I was also intrigued by the fact that the explanation of the word Trust in Wikipedia differs in Polish and English. In English, Trust means believing that another person will do what is expected. It brings with it a willingness for one party (the trustor) to become vulnerable to another party (the trustee), on the presumption that the trustee will act in ways that benefit the trustor. In addition, the trustor does not have control over the actions of the trustee.

In English, the definition includes a word that is so important: 'vulnerable', which means sensitive or susceptible. Although this doesn't entirely convey the accuracy or significance of this word in direct translation.

But let's get back to practice.

Often during workshops, I hear and see that trust is a part of leadership programs. Trust is one of the most important elements of leadership training.

I often ask at training sessions, what is trust for you? In most cases, the answer was that it's when I can tell someone something or assign them a task and be sure that it will remain confidential. In other words, the secrecy of the entrusted information. Another example of how participants understand trust is entrusting someone to do something, having the confidence that the person will do it on time and in the right way.

However, I've noticed a difference between understanding the word trust as an individual and also in a group context, such as in society or a team. Delving deeper into this topic, I found that trust can be considered through the lens of social sciences. But also psychology, philosophy, economics, and even finance. There is a difference in how the word trust is perceived among ethnic groups, different nationalities, and experiences among teams.

I am analyzing how trust affects leadership and team building.

I often wonder what this word would mean to me, because understanding it seems most important. For me, the closest definition of trust was presented by Barbara Misztal. She described three functions of trust: trust makes social life predictable, creates a sense of community, and facilitates collaborative work among people.

Everyone agrees that trust is important and necessary in a team and culture. However, we rarely discuss how to build it and, most importantly, how to maintain and not lose it. Or whether such trust can be rebuilt?

The meaning of this word for each of us varies, as demonstrated by practice, theory, and science—this word means different aspects to different people. Trust often appears in corporate strategies for building a culture of CARE.

How many of us have lost trust in people at various points in our lives? However, I still have hope; we believe that this trust remains our value. There remains this desire to build trust, in people, in the company, in the team, and even in the country. I am still learning and constantly trying to understand this word, trust. At the beginning of every relationship, I try to give a lot of trust, to be open, to be helpful, and definitely not to play games.

Every change in our lives doesn't begin with a goal...

So often, they present it to us in books.

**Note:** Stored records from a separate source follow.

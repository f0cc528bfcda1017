//! Tang Types
//!
//! The class-hierarchy side of injection planning: what a plan refers to.
//!
//! # Overview
//!
//! - [`Node`] / [`NodeRef`]: shared, read-only node identities
//! - [`FullName`]: validated dotted names
//! - [`ConstructorDef`] / [`ConstructorRef`]: injectable constructor signatures
//! - [`InstanceValue`]: string-encoded terminal values
//! - [`ClassHierarchy`]: lookup by full name and by parameter sequence
//! - [`MemoryHierarchy`]: in-memory implementation
//!
//! # Example
//!
//! ```rust
//! use tang_types::{ClassHierarchy, MemoryHierarchy};
//!
//! let mut hierarchy = MemoryHierarchy::new();
//! hierarchy.add_class("app.Bar").unwrap();
//! hierarchy.add_class("app.Foo").unwrap();
//! hierarchy.add_constructor("app.Foo", &["app.Bar"]).unwrap();
//!
//! let foo = hierarchy.node("app.Foo").unwrap();
//! assert_eq!(hierarchy.constructors(foo.as_ref()).len(), 1);
//! ```

#![warn(missing_docs)]

mod constructor;
mod error;
mod hierarchy;
mod name;
mod node;
mod value;

// Re-exports
pub use constructor::{ConstructorArg, ConstructorDef, ConstructorRef, ConstructorSignature};
pub use error::HierarchyError;
pub use hierarchy::{ClassHierarchy, MemoryHierarchy};
pub use name::FullName;
pub use node::{same_node, Node, NodeDef, NodeKind, NodeRef};
pub use value::InstanceValue;

/// Version of this crate
pub const VERSION: &str = env!("CARGO_PKG_VERSION");
//! Tang Plan
//!
//! Injection plans: trees describing every way a requested type could be
//! constructed, with the queries needed to decide whether exactly one way
//! exists and to explain why not.
//!
//! # Overview
//!
//! - [`InjectionPlan`] / [`PlanKind`]: the plan tree (instance, constructor,
//!   subplan)
//! - [`PlanBuilder`] / [`Bindings`]: build plans from a
//!   [`ClassHierarchy`](tang_types::ClassHierarchy)
//! - [`PlanCache`] / [`CacheEntry`]: tri-state memoization for one pass
//! - [`SetValuedKey`]: composite cache keys
//! - [`prettify`]: indented rendering of flat plan strings
//!
//! # Example
//!
//! ```rust
//! use tang_plan::{Bindings, PlanBuilder};
//! use tang_types::MemoryHierarchy;
//!
//! let mut hierarchy = MemoryHierarchy::new();
//! hierarchy.add_class("app.Clock").unwrap();
//! hierarchy.add_class("app.SystemClock").unwrap();
//! hierarchy.add_class("app.FakeClock").unwrap();
//! hierarchy.add_constructor("app.SystemClock", &[]).unwrap();
//! hierarchy.add_constructor("app.FakeClock", &[]).unwrap();
//! hierarchy.add_implementation("app.Clock", "app.SystemClock").unwrap();
//! hierarchy.add_implementation("app.Clock", "app.FakeClock").unwrap();
//!
//! let bindings = Bindings::new();
//! let plan = PlanBuilder::new(&hierarchy, &bindings)
//!     .build_by_name("app.Clock")
//!     .unwrap();
//!
//! assert!(plan.is_ambiguous());
//! assert!(plan
//!     .to_cant_inject_string()
//!     .unwrap()
//!     .starts_with("Ambiguous subplan app.Clock: 2 alternatives"));
//! ```

#![warn(missing_docs)]

mod builder;
mod cache;
mod config;
mod error;
mod key;
mod plan;
mod pretty;

// Re-exports
pub use builder::{Bindings, PlanBuilder};
pub use cache::{CacheEntry, PlanCache};
pub use config::{BuilderConfig, DEFAULT_MAX_DEPTH};
pub use error::{PlanError, ResolutionError, ResolutionResult};
pub use key::SetValuedKey;
pub use plan::{InjectionPlan, PlanKind};
pub use pretty::prettify;

/// Version of this crate
pub const VERSION: &str = env!("CARGO_PKG_VERSION");
//! Task data model for the execution graph.
//!
//! Tasks are the atomic units of work handed to an executor. Each task
//! tracks its status, time budget, priority, and attempt history.

use chrono::{DateTime, Utc};
use serde::{Deserialize, Serialize};
use std::time::Duration;

/// Default execution-time budget for a task.
pub const DEFAULT_BUDGET: Duration = Duration::from_secs(60);

/// Unique identifier for a task within a session.
///
/// Identifiers are caller-chosen strings. Ordering is lexicographic,
/// which the wave builder relies on for deterministic tie-breaking.
#[derive(Debug, Clone, PartialEq, Eq, Hash, PartialOrd, Ord, Serialize, Deserialize)]
#[serde(transparent)]
pub struct TaskId(pub String);

impl TaskId {
    pub fn as_str(&self) -> &str {
        &self.0
    }
}

impl From<&str> for TaskId {
    fn from(s: &str) -> Self {
        Self(s.to_string())
    }
}

impl From<String> for TaskId {
    fn from(s: String) -> Self {
        Self(s)
    }
}

impl std::fmt::Display for TaskId {
    fn fmt(&self, f: &mut std::fmt::Formatter<'_>) -> std::fmt::Result {
        write!(f, "{}", self.0)
    }
}

/// Task status in its lifecycle.
///
/// Tasks progress through these states as they are planned into waves,
/// dispatched, and reconciled by the scheduler.
#[derive(Debug, Clone, PartialEq, Eq, Serialize, Deserialize)]
#[serde(rename_all = "snake_case", tag = "state")]
pub enum TaskStatus {
    /// Task created but dependencies not yet satisfied.
    Pending,
    /// Task dependencies satisfied, selected for an upcoming wave.
    Ready,
    /// Task is currently being executed.
    Running,
    /// Task completed successfully.
    Completed,
    /// Task failed with an error (retries exhausted).
    Failed {
        /// Error message describing the failure.
        error: String,
    },
}

impl Default for TaskStatus {
    fn default() -> Self {
        Self::Pending
    }
}

impl TaskStatus {
    /// Check if this is a terminal state (Completed or Failed).
    pub fn is_terminal(&self) -> bool {
        matches!(self, TaskStatus::Completed | TaskStatus::Failed { .. })
    }
}

impl std::fmt::Display for TaskStatus {
    fn fmt(&self, f: &mut std::fmt::Formatter<'_>) -> std::fmt::Result {
        match self {
            TaskStatus::Pending => write!(f, "pending"),
            TaskStatus::Ready => write!(f, "ready"),
            TaskStatus::Running => write!(f, "running"),
            TaskStatus::Completed => write!(f, "completed"),
            TaskStatus::Failed { error } => write!(f, "failed: {}", error),
        }
    }
}

/// What a task failure means for the rest of the session.
#[derive(Debug, Clone, Copy, PartialEq, Eq, Serialize, Deserialize, Default)]
#[serde(rename_all = "snake_case")]
pub enum FailurePolicy {
    /// The session fails once this task's retries are exhausted.
    #[default]
    Fatal,
    /// The failure is recorded, dependents are cascaded to Failed, and
    /// independent work continues.
    Tolerate,
}

impl std::fmt::Display for FailurePolicy {
    fn fmt(&self, f: &mut std::fmt::Formatter<'_>) -> std::fmt::Result {
        match self {
            FailurePolicy::Fatal => write!(f, "fatal"),
            FailurePolicy::Tolerate => write!(f, "tolerate"),
        }
    }
}

/// A single task in the execution graph.
#[derive(Debug, Clone, Serialize, Deserialize)]
pub struct Task {
    /// Unique identifier for this task.
    pub id: TaskId,
    /// Detailed description of what the task should accomplish.
    pub description: String,
    /// Current execution status.
    pub status: TaskStatus,
    /// Execution-time budget for one attempt.
    pub budget: Duration,
    /// Priority weight; higher runs earlier within a wave.
    pub priority: i64,
    /// Executor tier hint (e.g. "cheap" / "premium"). Opaque to the scheduler.
    pub tier: Option<String>,
    /// Shell command for command-backed executors. Opaque to the scheduler.
    pub command: Option<String>,
    /// What this task's failure means for the session.
    pub policy: FailurePolicy,
    /// Number of execution attempts so far.
    pub attempts: u32,
    /// When the task was created.
    pub created_at: DateTime<Utc>,
    /// When the most recent attempt started.
    pub started_at: Option<DateTime<Utc>>,
    /// When the task reached a terminal state.
    pub completed_at: Option<DateTime<Utc>>,
}

impl Task {
    /// Create a new task with the given identifier and description.
    ///
    /// The task is created with Pending status, the default budget,
    /// priority 0, and the Fatal failure policy.
    pub fn new(id: impl Into<TaskId>, description: &str) -> Self {
        Self {
            id: id.into(),
            description: description.to_string(),
            status: TaskStatus::Pending,
            budget: DEFAULT_BUDGET,
            priority: 0,
            tier: None,
            command: None,
            policy: FailurePolicy::Fatal,
            attempts: 0,
            created_at: Utc::now(),
            started_at: None,
            completed_at: None,
        }
    }

    /// Set the execution-time budget.
    pub fn with_budget(mut self, budget: Duration) -> Self {
        self.budget = budget;
        self
    }

    /// Set the priority weight.
    pub fn with_priority(mut self, priority: i64) -> Self {
        self.priority = priority;
        self
    }

    /// Set the executor tier hint.
    pub fn with_tier(mut self, tier: &str) -> Self {
        self.tier = Some(tier.to_string());
        self
    }

    /// Set the shell command for command-backed executors.
    pub fn with_command(mut self, command: &str) -> Self {
        self.command = Some(command.to_string());
        self
    }

    /// Set the failure policy.
    pub fn with_policy(mut self, policy: FailurePolicy) -> Self {
        self.policy = policy;
        self
    }

    /// Start an execution attempt.
    ///
    /// Transitions status to Running, records the start time, and
    /// increments the attempt counter.
    pub fn start(&mut self) {
        self.status = TaskStatus::Running;
        self.started_at = Some(Utc::now());
        self.attempts += 1;
    }

    /// Mark the task as successfully completed.
    pub fn complete(&mut self) {
        self.status = TaskStatus::Completed;
        self.completed_at = Some(Utc::now());
    }

    /// Mark the task as failed with an error message.
    pub fn fail(&mut self, error: &str) {
        self.status = TaskStatus::Failed {
            error: error.to_string(),
        };
        self.completed_at = Some(Utc::now());
    }

    /// Mark the task as ready for dispatch.
    pub fn mark_ready(&mut self) {
        self.status = TaskStatus::Ready;
    }

    /// Check if the task is in a terminal state.
    pub fn is_finished(&self) -> bool {
        self.status.is_terminal()
    }

    /// Check if the task can be dispatched (Pending or Ready).
    pub fn can_start(&self) -> bool {
        matches!(self.status, TaskStatus::Pending | TaskStatus::Ready)
    }
}
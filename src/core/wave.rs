//! Execution wave planning.
//!
//! A wave is a bounded-size batch of tasks whose dependencies are all
//! satisfied, selected for concurrent dispatch. Wave planning is
//! deterministic: candidates are ordered by descending priority weight,
//! then ascending identifier as the tie-break.

use crate::core::dag::TaskGraph;
use crate::core::task::TaskId;
use serde::{Deserialize, Serialize};
use std::collections::HashSet;

/// An ordered batch of task identifiers selected for concurrent dispatch.
///
/// Invariant: `len() <= cap` of the builder that produced it, and every
/// member's dependencies were completed at planning time.
#[derive(Debug, Clone, PartialEq, Eq, Serialize, Deserialize)]
pub struct Wave {
    tasks: Vec<TaskId>,
}

impl Wave {
    /// An empty wave, signalling either completion or a deadlock.
    pub fn empty() -> Self {
        Self { tasks: Vec::new() }
    }

    pub fn len(&self) -> usize {
        self.tasks.len()
    }

    pub fn is_empty(&self) -> bool {
        self.tasks.is_empty()
    }

    /// Task identifiers in dispatch order.
    pub fn task_ids(&self) -> &[TaskId] {
        &self.tasks
    }

    pub fn iter(&self) -> std::slice::Iter<'_, TaskId> {
        self.tasks.iter()
    }
}

impl IntoIterator for Wave {
    type Item = TaskId;
    type IntoIter = std::vec::IntoIter<TaskId>;

    fn into_iter(self) -> Self::IntoIter {
        self.tasks.into_iter()
    }
}

/// Plans execution waves from a validated task graph.
pub struct WaveBuilder {
    /// Maximum number of tasks per wave.
    cap: usize,
}

impl WaveBuilder {
    /// Create a wave builder with the given concurrency cap.
    ///
    /// A cap of zero is treated as one; a wave must be able to make progress.
    pub fn new(cap: usize) -> Self {
        Self { cap: cap.max(1) }
    }

    /// The concurrency cap this builder enforces.
    pub fn cap(&self) -> usize {
        self.cap
    }

    /// Compute the next runnable wave.
    ///
    /// Candidates are the graph's ready tasks minus anything already in
    /// flight, sorted by descending priority then ascending identifier,
    /// truncated to the cap. Returns an empty wave when nothing is
    /// runnable; the caller distinguishes completion from deadlock by
    /// checking whether pending tasks remain.
    pub fn next_wave(
        &self,
        graph: &TaskGraph,
        completed: &HashSet<TaskId>,
        in_flight: &HashSet<TaskId>,
    ) -> Wave {
        let mut candidates: Vec<(i64, TaskId)> = graph
            .ready_tasks(completed)
            .into_iter()
            .filter(|task| !in_flight.contains(&task.id))
            .map(|task| (task.priority, task.id.clone()))
            .collect();

        candidates.sort_by(|(left_prio, left_id), (right_prio, right_id)| {
            right_prio.cmp(left_prio).then_with(|| left_id.cmp(right_id))
        });
        candidates.truncate(self.cap);

        Wave {
            tasks: candidates.into_iter().map(|(_, id)| id).collect(),
        }
    }
}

Every change begins with the question of who I am, what values ​​I have, and by what values ​​I define my decisions and choices. I hope that trust will always be built on openness, honesty, care, credibility, listening, and the ability to admit mistakes.

By no means do I present my thoughts as a psychologist, coach, or any other person who deals with this topic on a daily basis. I am presenting my own thoughts here. Because often during meetings with leaders or CEOs, they often talk about trust as one of the most important elements of building culture. However, this difference in understanding the word trust gives food for thought. One of the most valuable lessons for me is that trust is not just words (although they are important) or their absence. Trust is primarily about actions, which speak louder than words.

For me, Trust is the freedom to be myself. Knowing that even in the most critical moments, my weaknesses will not be used against me.